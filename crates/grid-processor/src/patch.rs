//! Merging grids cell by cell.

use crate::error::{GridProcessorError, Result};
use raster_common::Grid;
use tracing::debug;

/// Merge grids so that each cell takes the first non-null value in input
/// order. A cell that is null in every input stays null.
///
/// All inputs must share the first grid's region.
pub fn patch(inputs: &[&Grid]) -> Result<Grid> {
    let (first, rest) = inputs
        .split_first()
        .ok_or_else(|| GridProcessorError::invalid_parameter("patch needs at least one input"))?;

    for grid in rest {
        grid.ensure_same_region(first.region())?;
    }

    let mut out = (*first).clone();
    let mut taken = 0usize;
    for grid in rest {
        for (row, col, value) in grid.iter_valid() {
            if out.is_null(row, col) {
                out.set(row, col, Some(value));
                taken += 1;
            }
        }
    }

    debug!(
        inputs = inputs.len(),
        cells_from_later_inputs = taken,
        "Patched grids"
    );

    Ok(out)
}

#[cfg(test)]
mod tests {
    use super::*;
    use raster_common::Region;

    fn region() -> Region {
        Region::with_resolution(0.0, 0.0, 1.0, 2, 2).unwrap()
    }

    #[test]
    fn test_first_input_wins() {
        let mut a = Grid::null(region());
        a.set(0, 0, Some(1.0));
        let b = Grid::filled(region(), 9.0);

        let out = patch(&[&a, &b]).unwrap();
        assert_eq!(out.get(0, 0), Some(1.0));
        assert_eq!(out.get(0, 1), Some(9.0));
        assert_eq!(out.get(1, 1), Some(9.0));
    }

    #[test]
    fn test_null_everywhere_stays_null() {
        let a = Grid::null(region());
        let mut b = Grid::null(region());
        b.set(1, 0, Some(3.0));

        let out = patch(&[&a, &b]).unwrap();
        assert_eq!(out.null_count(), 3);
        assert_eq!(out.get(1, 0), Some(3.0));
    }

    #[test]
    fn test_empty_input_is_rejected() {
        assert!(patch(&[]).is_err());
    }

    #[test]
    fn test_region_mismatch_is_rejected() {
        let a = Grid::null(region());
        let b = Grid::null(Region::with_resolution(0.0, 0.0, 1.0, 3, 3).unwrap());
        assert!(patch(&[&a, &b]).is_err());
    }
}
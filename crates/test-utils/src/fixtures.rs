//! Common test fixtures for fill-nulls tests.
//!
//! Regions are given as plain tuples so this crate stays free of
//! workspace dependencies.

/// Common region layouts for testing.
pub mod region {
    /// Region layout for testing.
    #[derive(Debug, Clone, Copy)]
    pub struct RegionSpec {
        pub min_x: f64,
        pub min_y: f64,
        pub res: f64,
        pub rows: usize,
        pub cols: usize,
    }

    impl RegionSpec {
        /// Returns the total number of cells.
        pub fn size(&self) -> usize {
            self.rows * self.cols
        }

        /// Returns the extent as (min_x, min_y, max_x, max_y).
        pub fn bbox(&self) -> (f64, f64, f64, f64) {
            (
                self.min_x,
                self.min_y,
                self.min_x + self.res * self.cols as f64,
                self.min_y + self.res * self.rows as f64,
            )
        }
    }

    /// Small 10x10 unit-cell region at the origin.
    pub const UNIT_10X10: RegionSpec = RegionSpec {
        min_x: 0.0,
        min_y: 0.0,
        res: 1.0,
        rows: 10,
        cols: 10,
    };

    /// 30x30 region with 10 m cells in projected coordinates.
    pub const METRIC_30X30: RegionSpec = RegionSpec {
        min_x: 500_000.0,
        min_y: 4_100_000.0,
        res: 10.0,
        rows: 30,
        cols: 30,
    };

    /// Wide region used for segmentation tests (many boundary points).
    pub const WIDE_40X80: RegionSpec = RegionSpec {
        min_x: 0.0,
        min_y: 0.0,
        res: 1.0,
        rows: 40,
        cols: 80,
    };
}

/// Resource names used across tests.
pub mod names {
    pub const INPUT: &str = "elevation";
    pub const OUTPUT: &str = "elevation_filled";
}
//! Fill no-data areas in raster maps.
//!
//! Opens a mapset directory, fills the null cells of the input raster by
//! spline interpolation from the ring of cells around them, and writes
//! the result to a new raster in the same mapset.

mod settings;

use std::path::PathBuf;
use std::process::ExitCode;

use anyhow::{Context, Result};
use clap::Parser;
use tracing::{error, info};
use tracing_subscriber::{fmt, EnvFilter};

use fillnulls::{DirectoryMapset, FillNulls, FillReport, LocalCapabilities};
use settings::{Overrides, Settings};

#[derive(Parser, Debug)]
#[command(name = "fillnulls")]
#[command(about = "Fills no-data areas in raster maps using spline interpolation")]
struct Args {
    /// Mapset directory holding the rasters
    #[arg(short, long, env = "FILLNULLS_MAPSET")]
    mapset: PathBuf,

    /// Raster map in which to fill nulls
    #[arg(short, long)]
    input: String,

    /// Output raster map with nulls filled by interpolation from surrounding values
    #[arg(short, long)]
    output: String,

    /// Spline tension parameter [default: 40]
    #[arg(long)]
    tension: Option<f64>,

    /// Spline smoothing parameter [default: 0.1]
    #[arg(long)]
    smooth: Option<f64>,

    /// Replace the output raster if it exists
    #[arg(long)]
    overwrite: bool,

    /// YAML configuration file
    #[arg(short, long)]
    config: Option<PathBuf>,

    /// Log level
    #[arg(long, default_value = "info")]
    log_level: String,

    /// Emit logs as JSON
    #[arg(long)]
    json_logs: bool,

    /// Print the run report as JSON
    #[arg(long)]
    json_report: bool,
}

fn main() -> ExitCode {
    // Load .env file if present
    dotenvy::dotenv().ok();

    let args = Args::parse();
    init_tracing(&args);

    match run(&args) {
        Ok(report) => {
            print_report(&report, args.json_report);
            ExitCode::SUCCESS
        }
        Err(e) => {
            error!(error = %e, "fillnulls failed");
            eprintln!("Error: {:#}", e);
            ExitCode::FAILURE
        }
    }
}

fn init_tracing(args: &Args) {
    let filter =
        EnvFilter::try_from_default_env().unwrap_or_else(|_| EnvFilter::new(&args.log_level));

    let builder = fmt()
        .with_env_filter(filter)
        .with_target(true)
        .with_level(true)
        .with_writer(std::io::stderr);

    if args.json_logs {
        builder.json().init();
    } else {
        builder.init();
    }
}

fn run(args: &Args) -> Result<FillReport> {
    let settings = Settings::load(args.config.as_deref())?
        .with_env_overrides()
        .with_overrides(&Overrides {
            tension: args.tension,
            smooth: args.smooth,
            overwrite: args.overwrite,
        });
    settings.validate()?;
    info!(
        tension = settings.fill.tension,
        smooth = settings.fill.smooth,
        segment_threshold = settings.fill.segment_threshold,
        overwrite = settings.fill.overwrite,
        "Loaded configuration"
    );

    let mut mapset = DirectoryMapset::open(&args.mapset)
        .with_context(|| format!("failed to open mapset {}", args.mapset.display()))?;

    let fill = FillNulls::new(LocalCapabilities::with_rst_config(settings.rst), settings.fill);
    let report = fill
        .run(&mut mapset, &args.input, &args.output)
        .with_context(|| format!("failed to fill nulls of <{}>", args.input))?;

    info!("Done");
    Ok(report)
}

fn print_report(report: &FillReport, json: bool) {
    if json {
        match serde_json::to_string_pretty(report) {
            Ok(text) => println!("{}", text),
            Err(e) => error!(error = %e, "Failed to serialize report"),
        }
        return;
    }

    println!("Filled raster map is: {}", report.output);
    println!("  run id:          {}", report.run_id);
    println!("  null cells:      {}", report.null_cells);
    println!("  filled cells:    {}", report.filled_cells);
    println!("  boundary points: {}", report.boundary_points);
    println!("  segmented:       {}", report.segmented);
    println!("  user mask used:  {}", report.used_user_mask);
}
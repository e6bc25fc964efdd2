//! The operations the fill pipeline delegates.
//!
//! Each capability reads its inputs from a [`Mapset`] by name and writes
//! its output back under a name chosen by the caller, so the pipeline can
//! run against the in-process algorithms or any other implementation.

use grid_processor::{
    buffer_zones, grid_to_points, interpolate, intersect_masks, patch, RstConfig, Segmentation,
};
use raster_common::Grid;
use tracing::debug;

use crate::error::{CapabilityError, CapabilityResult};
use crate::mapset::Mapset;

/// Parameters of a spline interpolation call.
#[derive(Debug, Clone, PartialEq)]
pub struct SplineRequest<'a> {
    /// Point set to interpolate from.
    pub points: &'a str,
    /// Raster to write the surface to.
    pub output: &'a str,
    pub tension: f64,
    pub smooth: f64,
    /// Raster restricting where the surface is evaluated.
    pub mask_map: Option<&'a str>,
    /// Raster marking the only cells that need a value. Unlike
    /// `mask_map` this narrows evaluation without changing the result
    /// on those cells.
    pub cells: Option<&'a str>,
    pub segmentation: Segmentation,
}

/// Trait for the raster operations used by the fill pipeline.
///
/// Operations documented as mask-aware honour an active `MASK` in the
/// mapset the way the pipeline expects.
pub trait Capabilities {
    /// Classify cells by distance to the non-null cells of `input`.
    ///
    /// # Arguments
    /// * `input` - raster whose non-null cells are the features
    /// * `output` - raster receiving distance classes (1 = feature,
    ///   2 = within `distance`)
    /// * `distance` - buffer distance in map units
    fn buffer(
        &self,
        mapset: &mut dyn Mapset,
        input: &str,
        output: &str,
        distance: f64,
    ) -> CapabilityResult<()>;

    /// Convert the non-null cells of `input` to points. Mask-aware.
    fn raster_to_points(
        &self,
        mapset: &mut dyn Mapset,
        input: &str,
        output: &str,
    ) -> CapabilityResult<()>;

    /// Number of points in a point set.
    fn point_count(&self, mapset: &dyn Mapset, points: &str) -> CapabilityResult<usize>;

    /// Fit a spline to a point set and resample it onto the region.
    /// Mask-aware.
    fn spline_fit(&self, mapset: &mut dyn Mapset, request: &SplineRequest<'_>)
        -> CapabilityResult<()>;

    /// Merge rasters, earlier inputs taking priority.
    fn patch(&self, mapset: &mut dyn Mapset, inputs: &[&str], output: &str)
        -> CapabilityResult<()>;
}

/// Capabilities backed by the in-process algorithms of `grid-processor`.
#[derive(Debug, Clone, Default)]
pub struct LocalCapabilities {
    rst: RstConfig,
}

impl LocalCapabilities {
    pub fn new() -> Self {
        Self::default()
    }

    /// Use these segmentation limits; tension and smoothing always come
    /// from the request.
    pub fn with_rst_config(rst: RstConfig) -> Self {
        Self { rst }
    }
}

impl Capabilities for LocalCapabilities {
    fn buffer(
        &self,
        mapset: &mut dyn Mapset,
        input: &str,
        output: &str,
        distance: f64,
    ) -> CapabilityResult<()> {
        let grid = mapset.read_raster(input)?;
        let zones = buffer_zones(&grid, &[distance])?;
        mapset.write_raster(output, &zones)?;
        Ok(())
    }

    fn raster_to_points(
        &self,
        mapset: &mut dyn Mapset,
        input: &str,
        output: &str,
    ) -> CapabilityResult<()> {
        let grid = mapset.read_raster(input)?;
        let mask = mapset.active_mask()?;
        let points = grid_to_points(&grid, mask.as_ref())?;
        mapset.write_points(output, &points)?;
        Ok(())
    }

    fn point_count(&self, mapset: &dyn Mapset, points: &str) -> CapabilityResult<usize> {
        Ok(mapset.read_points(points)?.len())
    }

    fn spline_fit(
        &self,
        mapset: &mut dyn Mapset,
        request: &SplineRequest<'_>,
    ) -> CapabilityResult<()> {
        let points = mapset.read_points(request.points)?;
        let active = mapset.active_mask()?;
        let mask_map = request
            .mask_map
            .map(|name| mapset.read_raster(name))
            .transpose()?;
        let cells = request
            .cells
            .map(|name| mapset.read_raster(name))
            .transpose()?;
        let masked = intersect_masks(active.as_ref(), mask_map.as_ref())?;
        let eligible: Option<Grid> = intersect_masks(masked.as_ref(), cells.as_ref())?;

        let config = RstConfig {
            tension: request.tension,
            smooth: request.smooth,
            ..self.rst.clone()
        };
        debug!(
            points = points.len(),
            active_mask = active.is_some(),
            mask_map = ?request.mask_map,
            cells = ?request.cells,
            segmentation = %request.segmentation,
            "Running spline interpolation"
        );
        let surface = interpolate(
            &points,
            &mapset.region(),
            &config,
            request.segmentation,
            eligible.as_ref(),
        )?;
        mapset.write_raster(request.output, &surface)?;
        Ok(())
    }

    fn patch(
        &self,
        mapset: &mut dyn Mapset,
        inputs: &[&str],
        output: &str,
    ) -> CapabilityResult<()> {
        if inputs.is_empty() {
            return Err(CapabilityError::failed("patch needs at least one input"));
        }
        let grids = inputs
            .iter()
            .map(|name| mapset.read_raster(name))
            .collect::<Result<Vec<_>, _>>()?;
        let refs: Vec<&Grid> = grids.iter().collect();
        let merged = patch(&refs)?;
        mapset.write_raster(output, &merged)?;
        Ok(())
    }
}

^^^^^^^^^^^^^^^^

• _TASK GOAL_:
What must be returned is a bare number, the count of lines in the entries holding the string "derive".

• _YOUR RESPONSE_:
4